= Brief =
Once the line with "pub fn with_idempotency_key<S: Into<String>>(mut" is found in the entries below, print it and each following line exactly, stopping after the line with "pub enum AlertKind"; print nothing else.

#####

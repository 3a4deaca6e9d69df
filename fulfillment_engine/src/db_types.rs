use std::{collections::BTreeMap, fmt::Display, str::FromStr};

use chrono::{DateTime, Utc};
use log::error;
pub use sf_common::Money;
use serde::{Deserialize, Serialize};
use sqlx::{FromRow, Type};
use thiserror::Error;

//--------------------------------------        Product        ---------------------------------------------------------
#[derive(Debug, Clone, PartialEq, Eq, FromRow, Serialize, Deserialize)]
pub struct Product {
    pub id: String,
    pub name: String,
    pub price: Money,
    pub stock: i64,
    pub updated_at: DateTime<Utc>,
}

/// A catalog entry used to seed the products table at start-up.
#[derive(Debug, Clone, PartialEq, Eq, Serialize, Deserialize)]
pub struct NewProduct {
    pub id: String,
    pub name: String,
    pub price: Money,
    pub stock: i64,
}

impl NewProduct {
    pub fn new<S: Into<String>>(id: S, name: S, price: Money, stock: i64) -> Self {
        Self { id: id.into(), name: name.into(), price, stock }
    }
}

//--------------------------------------       LineItem        ---------------------------------------------------------
#[derive(Debug, Clone, PartialEq, Eq, Hash, Serialize, Deserialize)]
#[serde(rename_all = "camelCase")]
pub struct LineItem {
    pub product_id: String,
    pub quantity: i64,
}

impl LineItem {
    pub fn new<S: Into<String>>(product_id: S, quantity: i64) -> Self {
        Self { product_id: product_id.into(), quantity }
    }
}

/// Folds repeated product ids into a single line each, keyed (and therefore ordered) by product id.
///
/// Ordering by id also means that concurrent reservations always lock product rows in the same order.
pub fn merge_line_items(items: &[LineItem]) -> BTreeMap<String, i64> {
    items.iter().fold(BTreeMap::new(), |mut acc, item| {
        let qty = acc.entry(item.product_id.clone()).or_insert(0);
        *qty = qty.saturating_add(item.quantity);
        acc
    })
}

/// A line item with the ledger price that was in effect when stock was reserved.
#[derive(Debug, Clone, PartialEq, Eq, Serialize, Deserialize)]
pub struct PricedLineItem {
    pub product_id: String,
    pub quantity: i64,
    pub unit_price: Money,
}

impl PricedLineItem {
    /// `None` if the line total does not fit in a `Money`.
    pub fn line_total(&self) -> Option<Money> {
        self.unit_price.checked_mul(self.quantity)
    }
}

//--------------------------------------   OrderStatusType     ---------------------------------------------------------
#[derive(Debug, Clone, Copy, PartialEq, Eq, Type, Serialize, Deserialize)]
pub enum OrderStatusType {
    /// Payment has been initiated, but not yet confirmed.
    Pending,
    /// Stock was reserved and the payment has been confirmed.
    Paid,
    /// The order could not be fulfilled. No stock is held for it.
    Failed,
    /// Stock was reserved, but the item list was recovered from the customer's order history, rather than from the
    /// payment itself. An operator needs to confirm the order.
    ReconciliationPending,
}

impl OrderStatusType {
    /// Orders are only ever moved out of the non-terminal states, and only into `Paid` or `Failed`.
    pub fn can_transition_to(&self, new_status: OrderStatusType) -> bool {
        use OrderStatusType::*;
        matches!((self, new_status), (Pending | ReconciliationPending, Paid | Failed))
    }
}

impl Display for OrderStatusType {
    fn fmt(&self, f: &mut std::fmt::Formatter<'_>) -> std::fmt::Result {
        match self {
            OrderStatusType::Pending => write!(f, "Pending"),
            OrderStatusType::Paid => write!(f, "Paid"),
            OrderStatusType::Failed => write!(f, "Failed"),
            OrderStatusType::ReconciliationPending => write!(f, "ReconciliationPending"),
        }
    }
}

impl From<String> for OrderStatusType {
    fn from(value: String) -> Self {
        value.parse().unwrap_or_else(|_| {
            error!("Invalid order status: {value}. But this conversion cannot fail. Defaulting to Failed");
            OrderStatusType::Failed
        })
    }
}

#[derive(Debug, Clone, Error)]
#[error("Invalid conversion: {0}")]
pub struct ConversionError(String);

impl FromStr for OrderStatusType {
    type Err = ConversionError;

    fn from_str(s: &str) -> Result<Self, Self::Err> {
        match s {
            "Pending" => Ok(Self::Pending),
            "Paid" => Ok(Self::Paid),
            "Failed" => Ok(Self::Failed),
            "ReconciliationPending" => Ok(Self::ReconciliationPending),
            s => Err(ConversionError(format!("Invalid order status: {s}"))),
        }
    }
}

//--------------------------------------        OrderId        ---------------------------------------------------------
#[derive(Debug, Clone, Copy, PartialEq, Eq, Hash, Type, Serialize, Deserialize)]
#[sqlx(transparent)]
#[serde(transparent)]
pub struct OrderId(pub i64);

impl From<i64> for OrderId {
    fn from(value: i64) -> Self {
        Self(value)
    }
}

impl Display for OrderId {
    fn fmt(&self, f: &mut std::fmt::Formatter<'_>) -> std::fmt::Result {
        write!(f, "#{}", self.0)
    }
}

impl OrderId {
    pub fn value(&self) -> i64 {
        self.0
    }
}

//--------------------------------------         Order         ---------------------------------------------------------
#[derive(Debug, Clone, PartialEq, Eq, FromRow, Serialize, Deserialize)]
pub struct Order {
    pub id: OrderId,
    pub email: String,
    /// The line items of the order, serialized as a JSON array of `{productId, quantity}` objects.
    pub items: String,
    pub total: Money,
    #[sqlx(try_from = "String")]
    pub status: OrderStatusType,
    pub payment_ref: Option<String>,
    pub created_at: DateTime<Utc>,
    pub updated_at: DateTime<Utc>,
}

impl Order {
    /// Deserializes the stored line items.
    pub fn line_items(&self) -> Result<Vec<LineItem>, ConversionError> {
        serde_json::from_str(&self.items)
            .map_err(|e| ConversionError(format!("Order {} has corrupt line items. {e}", self.id)))
    }
}

impl Display for Order {
    fn fmt(&self, f: &mut std::fmt::Formatter<'_>) -> std::fmt::Result {
        writeln!(f, "Order {} ({})", self.id, self.status)?;
        writeln!(f, "email: {}", self.email)?;
        writeln!(f, "items: {}", self.items)?;
        writeln!(f, "total: {}", self.total)?;
        writeln!(f, "payment ref: {}", self.payment_ref.as_deref().unwrap_or("none"))?;
        write!(f, "created at: {}", self.created_at)
    }
}

//--------------------------------------        NewOrder       ---------------------------------------------------------
/// The data needed to persist an order once stock has been reserved. The total is not part of this struct: it is
/// always computed from ledger prices inside the reservation transaction.
#[derive(Debug, Clone, PartialEq, Eq)]
pub struct NewOrder {
    pub email: String,
    pub items: Vec<LineItem>,
    pub status: OrderStatusType,
    /// The charge id (direct path) or checkout session id (webhook path) that paid for this order.
    pub payment_ref: Option<String>,
    /// The key that makes this fulfilment idempotent. If supplied, at most one order will ever be created for it.
    pub idempotency_key: Option<String>,
}

impl NewOrder {
    pub fn new<S: Into<String>>(email: S, items: Vec<LineItem>) -> Self {
        Self {
            email: email.into(),
            items,
            status: OrderStatusType::Paid,
            payment_ref: None,
            idempotency_key: None,
        }
    }

    pub fn with_status(mut self, status: OrderStatusType) -> Self {
        self.status = status;
        self
    }

    pub fn with_payment_ref<S: Into<String>>(mut self, payment_ref: S) -> Self {
        self.payment_ref = Some(payment_ref.into());
        self
    }

    pub fn with_idempotency_key<S: Into<String>>(mut self, key: S) -> Self {
        self.idempotency_key = Some(key.into());
        self
    }

    pub fn serialized_items(&self) -> Result<String, ConversionError> {
        serde_json::to_string(&self.items).map_err(|e| ConversionError(format!("Could not serialize line items. {e}")))
    }
}

//--------------------------------------      DedupRecord      ---------------------------------------------------------
#[derive(Debug, Clone, PartialEq, Eq, FromRow, Serialize, Deserialize)]
pub struct DedupRecord {
    pub idempotency_key: String,
    /// Bound in the same transaction that claims the key, so a committed record always carries an order id.
    pub order_id: Option<OrderId>,
    pub applied_at: DateTime<Utc>,
}

//--------------------------------------  ReconciliationAlert  ---------------------------------------------------------
#[derive(Debug, Clone, Copy, PartialEq, Eq, Type, Serialize, Deserialize)]
pub enum AlertKind {
    /// A payment confirmation arrived, but no item list could be found for it. No order was created.
    ReconciliationGap,
    /// The item list was recovered from the customer's most recent order.
    RecoveredFromHistory,
    /// Money was taken, but the order could not be fulfilled. The charge has not been reversed.
    UnreversedCharge,
    /// A charge request timed out. It is unknown whether the customer was charged.
    ChargeOutcomeUnknown,
}

impl Display for AlertKind {
    fn fmt(&self, f: &mut std::fmt::Formatter<'_>) -> std::fmt::Result {
        match self {
            AlertKind::ReconciliationGap => write!(f, "ReconciliationGap"),
            AlertKind::RecoveredFromHistory => write!(f, "RecoveredFromHistory"),
            AlertKind::UnreversedCharge => write!(f, "UnreversedCharge"),
            AlertKind::ChargeOutcomeUnknown => write!(f, "ChargeOutcomeUnknown"),
        }
    }
}

impl FromStr for AlertKind {
    type Err = ConversionError;

    fn from_str(s: &str) -> Result<Self, Self::Err> {
        match s {
            "ReconciliationGap" => Ok(Self::ReconciliationGap),
            "RecoveredFromHistory" => Ok(Self::RecoveredFromHistory),
            "UnreversedCharge" => Ok(Self::UnreversedCharge),
            "ChargeOutcomeUnknown" => Ok(Self::ChargeOutcomeUnknown),
            s => Err(ConversionError(format!("Invalid alert kind: {s}"))),
        }
    }
}

impl TryFrom<String> for AlertKind {
    type Error = ConversionError;

    fn try_from(value: String) -> Result<Self, Self::Error> {
        value.parse()
    }
}

#[derive(Debug, Clone, PartialEq, Eq, FromRow, Serialize, Deserialize)]
pub struct ReconciliationAlert {
    pub id: i64,
    #[sqlx(try_from = "String")]
    pub kind: AlertKind,
    pub email: Option<String>,
    pub reference: Option<String>,
    pub details: String,
    pub created_at: DateTime<Utc>,
}

#[derive(Debug, Clone, PartialEq, Eq)]
pub struct NewReconciliationAlert {
    pub kind: AlertKind,
    pub email: Option<String>,
    pub reference: Option<String>,
    pub details: String,
}

impl NewReconciliationAlert {
    pub fn new<S: Into<String>>(kind: AlertKind, details: S) -> Self {
        Self { kind, email: None, reference: None, details: details.into() }
    }

    pub fn with_email<S: Into<String>>(mut self, email: S) -> Self {
        self.email = Some(email.into());
        self
    }

    pub fn with_reference<S: Into<String>>(mut self, reference: S) -> Self {
        self.reference = Some(reference.into());
        self
    }
}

#####

= Problem solution =
    pub fn with_idempotency_key<S: Into<String>>(mut self, key: S) -> Self {
        self.idempotency_key = Some(key.into());
        self
    }

    pub fn serialized_items(&self) -> Result<String, ConversionError> {
        serde_json::to_string(&self.items).map_err(|e| ConversionError(format!("Could not serialize line items. {e}")))
    }
}

//--------------------------------------      DedupRecord      ---------------------------------------------------------
#[derive(Debug, Clone, PartialEq, Eq, FromRow, Serialize, Deserialize)]
pub struct DedupRecord {
    pub idempotency_key: String,
    /// Bound in the same transaction that claims the key, so a committed record always carries an order id.
    pub order_id: Option<OrderId>,
    pub applied_at: DateTime<Utc>,
}

//--------------------------------------  ReconciliationAlert  ---------------------------------------------------------
#[derive(Debug, Clone, Copy, PartialEq, Eq, Type, Serialize, Deserialize)]
pub enum AlertKind {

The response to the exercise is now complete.